To the extent Company provides any suggestions, comments or other feedback related to the PrimoStats Service to PrimoStats or its authorized third-party agent(s) (“Feedback”), Company hereby grants PrimoStats a worldwide, non-exclusive, perpetual, irrevocable, royalty-free, sublicensable, transferable license to copy, display, distribute, perform, modify and otherwise use such Feedback or subject matter thereof in any way and without limitation.

6. Disclaimer.

THE PRIMOSTATS SERVICE IS PROVIDED ON AN “AS-IS” BASIS AND PRIMOSTATS MAKES NO, AND DISCLAIMS ANY AND ALL, EXPRESS AND/OR IMPLIED WARRANTIES, INCLUDING WITHOUT LIMITATION, THOSE OF TITLE, MERCHANTABILITY, FITNESS FOR A PARTICULAR PURPOSE AND NONINFRINGEMENT. COMPANY ACKNOWLEDGES THAT THE PRIMOSTATS SERVICE MAY NOT PERFORM AS INTENDED OR EXPECTED.

7. Limitation of Liability and Indemnity.

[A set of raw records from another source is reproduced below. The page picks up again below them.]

//! WAV file reading and writing.

use std::fs::File;
use std::io::BufReader;
use std::path::Path;

use cadence_core::AudioBuffer;
use hound::{SampleFormat, WavReader, WavWriter};

use crate::{Error, Result};

/// WAV audio encoding format.
#[derive(Debug, Clone, Copy, PartialEq, Eq)]
pub enum WavFormat {
    /// Linear PCM (integer samples).
    Pcm,
    /// IEEE 754 floating-point samples.
    IeeeFloat,
}

/// WAV file metadata extracted without loading sample data.
#[derive(Debug, Clone)]
pub struct WavInfo {
    /// Number of audio channels (1 = mono, 2 = stereo).
    pub channels: u16,
    /// Sample rate in Hz.
    pub sample_rate: u32,
    /// Bit depth per sample.
    pub bits_per_sample: u16,
    /// Total number of sample frames (samples per channel).
    pub num_frames: u64,
    /// Duration in seconds.
    pub duration_secs: f64,
    /// Audio encoding format.
    pub format: WavFormat,
}

impl WavInfo {
    fn from_reader<R: std::io::Read>(reader: &WavReader<R>) -> Self {
        let spec = reader.spec();
        let num_frames = u64::from(reader.duration());
        Self {
            channels: spec.channels,
            sample_rate: spec.sample_rate,
            bits_per_sample: spec.bits_per_sample,
            num_frames,
            duration_secs: num_frames as f64 / f64::from(spec.sample_rate.max(1)),
            format: match spec.sample_format {
                SampleFormat::Float => WavFormat::IeeeFloat,
                SampleFormat::Int => WavFormat::Pcm,
            },
        }
    }
}

fn open(path: &Path) -> Result<WavReader<BufReader<File>>> {
    let file = File::open(path)?;
    Ok(WavReader::new(BufReader::new(file))?)
}

/// Read WAV metadata without loading sample data.
pub fn read_wav_info<P: AsRef<Path>>(path: P) -> Result<WavInfo> {
    let reader = open(path.as_ref())?;
    Ok(WavInfo::from_reader(&reader))
}

/// Read a whole WAV file into an [`AudioBuffer`], one buffer channel per
/// file channel.
///
/// Integer samples are scaled to `[-1, 1)`; float samples are kept as is.
pub fn read_wav<P: AsRef<Path>>(path: P) -> Result<(AudioBuffer, WavInfo)> {
    let reader = open(path.as_ref())?;
    let info = WavInfo::from_reader(&reader);
    let channels = usize::from(info.channels);
    if channels == 0 {
        return Err(Error::UnsupportedFormat("file has no channels".into()));
    }

    let samples: Vec<f32> = match (info.format, info.bits_per_sample) {
        (WavFormat::IeeeFloat, 32) => reader.into_samples::<f32>().collect::<std::result::Result<_, _>>()?,
        (WavFormat::Pcm, bits @ (8 | 16 | 24 | 32)) => {
            let max_val = (1i64 << (bits - 1)) as f32;
            reader
                .into_samples::<i32>()
                .map(|s| s.map(|v| v as f32 / max_val))
                .collect::<std::result::Result<_, _>>()?
        }
        (format, bits) => {
            return Err(Error::UnsupportedFormat(format!("{bits}-bit {format:?}")));
        }
    };

    tracing::debug!(
        channels,
        sample_rate = info.sample_rate,
        frames = info.num_frames,
        "decoded WAV file"
    );
    Ok((AudioBuffer::from_interleaved(&samples, channels, info.sample_rate), info))
}

/// Write `buffer` as an interleaved WAV file.
///
/// `bits_per_sample` selects 16 or 24-bit integer, or 32-bit float output.
/// Integer output is clamped to full scale.
pub fn write_wav<P: AsRef<Path>>(path: P, buffer: &AudioBuffer, bits_per_sample: u16) -> Result<()> {
    let sample_format = match bits_per_sample {
        16 | 24 => SampleFormat::Int,
        32 => SampleFormat::Float,
        other => return Err(Error::UnsupportedFormat(format!("cannot write {other}-bit WAV"))),
    };
    let channels = u16::try_from(buffer.channel_count())
        .map_err(|_| Error::UnsupportedFormat(format!("{} channels", buffer.channel_count())))?;
    let spec = hound::WavSpec {
        channels,
        sample_rate: buffer.sample_rate(),
        bits_per_sample,
        sample_format,
    };
    let mut writer = WavWriter::create(path, spec)?;

    let interleaved = buffer.to_interleaved();
    if sample_format == SampleFormat::Float {
        for sample in interleaved {
            writer.write_sample(sample)?;
        }
    } else {
        let max_val = (1i32 << (bits_per_sample - 1)) as f32;
        for sample in interleaved {
            let int_sample = (sample * max_val).clamp(-max_val, max_val - 1.0) as i32;
            writer.write_sample(int_sample)?;
        }
    }

    writer.finalize()?;
    Ok(())
}
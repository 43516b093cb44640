//! Animatable parameters and the sampler that evaluates them.
//!
//! Every numeric node parameter is a [`Property`]: a current value plus an
//! optional shared [`KeyFrameAnimation`]. Nodes never evaluate animations
//! themselves; they ask the [`AnimationSampler`] carried by the
//! [`ProcessContext`](crate::ProcessContext) for one value per output sample.
//!
//! [`KeyFrameSampler`] is the stock sampler. Hosts with their own animation
//! model implement [`AnimationSampler`] instead.

use std::sync::Arc;

use crate::time::{Time, TimeRange};

/// Interpolation curve used to reach a keyframe from the previous one.
#[derive(Clone, Copy, Debug, Default, PartialEq, Eq)]
pub enum Easing {
    /// Straight line between the two values.
    #[default]
    Linear,
    /// Keep the previous value until this keyframe is reached.
    Hold,
    /// Smoothstep (`3t² - 2t³`), zero slope at both ends.
    Smooth,
}

impl Easing {
    /// Maps linear progress in `[0, 1]` onto the eased progress.
    #[inline]
    pub fn apply(self, t: f64) -> f64 {
        let t = t.clamp(0.0, 1.0);
        match self {
            Easing::Linear => t,
            Easing::Hold => {
                if t >= 1.0 {
                    1.0
                } else {
                    0.0
                }
            }
            Easing::Smooth => t * t * (3.0 - 2.0 * t),
        }
    }
}

/// One control point of a [`KeyFrameAnimation`].
///
/// `easing` shapes the segment that *ends* at this keyframe.
#[derive(Clone, Copy, Debug, PartialEq)]
pub struct KeyFrame {
    /// Position on the animation's time axis.
    pub time: Time,
    /// Value reached at `time`.
    pub value: f32,
    /// Curve used to arrive at this keyframe.
    pub easing: Easing,
}

impl KeyFrame {
    /// Creates a linearly eased keyframe.
    pub fn new(time: Time, value: f32) -> Self {
        Self {
            time,
            value,
            easing: Easing::Linear,
        }
    }

    /// Sets the easing of the segment arriving at this keyframe.
    pub fn with_easing(mut self, easing: Easing) -> Self {
        self.easing = easing;
        self
    }
}

/// A value curve defined by time-ordered keyframes.
///
/// Before the first keyframe the curve holds the first value; after the last
/// it holds the last value.
#[derive(Clone, Debug, Default, PartialEq)]
pub struct KeyFrameAnimation {
    keyframes: Vec<KeyFrame>,
}

impl KeyFrameAnimation {
    /// Creates an animation. Keyframes are sorted by time; keyframes sharing a
    /// time keep their given order.
    pub fn new(mut keyframes: Vec<KeyFrame>) -> Self {
        keyframes.sort_by_key(|k| k.time);
        Self { keyframes }
    }

    /// Keyframes in time order.
    pub fn keyframes(&self) -> &[KeyFrame] {
        &self.keyframes
    }

    /// Returns true if there are no keyframes.
    pub fn is_empty(&self) -> bool {
        self.keyframes.is_empty()
    }

    /// Evaluates the curve at `time`. `None` if there are no keyframes.
    pub fn value_at(&self, time: Time) -> Option<f32> {
        let first = self.keyframes.first()?;
        let last = self.keyframes.last()?;
        if time <= first.time {
            return Some(first.value);
        }
        if time >= last.time {
            return Some(last.value);
        }
        // First keyframe strictly after `time`; exists because time < last.time.
        let next = self.keyframes.partition_point(|k| k.time <= time);
        let from = self.keyframes[next - 1];
        let to = self.keyframes[next];
        Some(interpolate(&from, &to, time))
    }
}

/// Value on the segment `from -> to` at `time`, with `to.easing` applied.
pub(crate) fn interpolate(from: &KeyFrame, to: &KeyFrame, time: Time) -> f32 {
    let span = (to.time - from.time).as_secs_f64();
    if span <= 0.0 {
        return to.value;
    }
    let progress = (time - from.time).as_secs_f64() / span;
    let eased = to.easing.apply(progress);
    (f64::from(from.value) + (f64::from(to.value) - f64::from(from.value)) * eased) as f32
}

/// A numeric node parameter: a current value plus an optional animation.
///
/// Animations are shared by reference so several graph builds (or several
/// nodes) can point at the same curve; the speed integrator uses that
/// identity to keep its cache across calls.
#[derive(Clone, Debug, Default, PartialEq)]
pub struct Property {
    value: f32,
    animation: Option<Arc<KeyFrameAnimation>>,
}

impl Property {
    /// Creates an unanimated property.
    pub fn constant(value: f32) -> Self {
        Self {
            value,
            animation: None,
        }
    }

    /// Creates an animated property with `value` as its fallback.
    pub fn animated(value: f32, animation: Arc<KeyFrameAnimation>) -> Self {
        Self {
            value,
            animation: Some(animation),
        }
    }

    /// Current (unanimated) value.
    #[inline]
    pub fn value(&self) -> f32 {
        self.value
    }

    /// Sets the current value.
    pub fn set_value(&mut self, value: f32) {
        self.value = value;
    }

    /// The attached animation, if any.
    pub fn animation(&self) -> Option<&Arc<KeyFrameAnimation>> {
        self.animation.as_ref()
    }

    /// Attaches or detaches an animation.
    pub fn set_animation(&mut self, animation: Option<Arc<KeyFrameAnimation>>) {
        self.animation = animation;
    }
}

impl From<f32> for Property {
    fn from(value: f32) -> Self {
        Self::constant(value)
    }
}

/// Evaluates animated properties for the graph.
///
/// Sample `i` of a request corresponds to time
/// `range.start() + i / sample_rate`.
pub trait AnimationSampler {
    /// Returns true if `property` currently varies over time.
    fn is_animated(&self, property: &Property) -> bool;

    /// Fills `dest` with one value of `property` per sample, starting at
    /// `range.start()`.
    fn sample_buffer(&self, property: &Property, range: TimeRange, sample_rate: u32, dest: &mut [f32]);

    /// Value of `property` at a single instant.
    fn sample_at(&self, property: &Property, time: Time) -> f32 {
        let mut value = [0.0];
        self.sample_buffer(property, TimeRange::new(time, Time::ZERO), 1, &mut value);
        value[0]
    }
}

/// Stock [`AnimationSampler`] over [`KeyFrameAnimation`]s.
#[derive(Clone, Copy, Debug, Default)]
pub struct KeyFrameSampler;

impl AnimationSampler for KeyFrameSampler {
    fn is_animated(&self, property: &Property) -> bool {
        property.animation().is_some_and(|a| !a.is_empty())
    }

    fn sample_buffer(&self, property: &Property, range: TimeRange, sample_rate: u32, dest: &mut [f32]) {
        let Some(animation) = property.animation().filter(|a| !a.is_empty()) else {
            dest.fill(property.value());
            return;
        };
        let start = range.start();
        for (i, value) in dest.iter_mut().enumerate() {
            let t = start + Time::from_frames(i as i64, sample_rate);
            *value = animation.value_at(t).unwrap_or(property.value());
        }
    }
}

REGARDLESS OF THE FORM OF ACTION (WHETHER IN CONTRACT, TORT, BREACH OF WARRANTY OR OTHERWISE), IN NO EVENT SHALL PRIMOSTATS BE LIABLE FOR DIRECT, INDIRECT, CONSEQUENTIAL OR OTHER DAMAGES OF ANY KIND ARISING FROM THIS AGREEMENT OR COMPANY’S USE OF THE PRIMOSTATS SERVICE, EVEN IF PRIMOSTATS HAS BEEN ADVISED OF THE POSSIBILITY OF SUCH DAMAGES. COMPANY AGREES TO INDEMNIFY AND HOLD HARMLESS PRIMOSTATS FROM ANY AND ALL CLAIMS THAT COMPANY OR ANY OTHER PERSON MAY MAKE AGAINST PRIMOSTATS AS A RESULT OF COMPANY’S USE OF THE PRIMOSTATS SERVICE, INCLUDING ANY AND ALL CLAIMS RELATED TO ANY COMPANY DATA OR CONTENT THAT COMPANY UPLOADS, INPUTS OR OTHERWISE STORES ON THE PRIMOSTATS SERVICE.

8. General.

The terms and conditions of this Agreement are severable. If any provision of this Agreement is found to be unenforceable or invalid, that provision will be limited or eliminated to the minimum extent necessary so that this Agreement will otherwise remain in full force and effect and enforceable. Company may not assign this Agreement without PrimoStats’s prior written consent. This Agreement is freely assignable by PrimoStats. Any assignment or attempted assignment otherwise than in accordance with this Section shall be null and void. Subject to the foregoing, this Agreement will be binding on the Parties and their successors and assigns. Both Parties agree that this Agreement is the complete and exclusive statement of the mutual understanding of the Parties and supersedes and cancels all previous written and oral agreements, communications and other understandings relating to the subject matter of this Agreement, and that all waivers and amendments must be in a writing signed by both Parties, except as otherwise provided herein. No agency, partnership, joint venture, or employment is created as a result of this Agreement and a Party does not have any authority of any kind to bind the other Party in any respect whatsoever. This Agreement is governed by the laws of the State of Florida, United States of America (excluding its conflict of law rules). For all disputes relating to this Agreement, each Party submits to the exclusive jurisdiction of the state and federal courts located in Fort Lauderdale, Florida and waives any jurisdictional, venue, or inconvenient forum objections to such courts. Failure by either Party to enforce any provision of this Agreement will not be deemed a waiver of future enforcement of that or any other provision.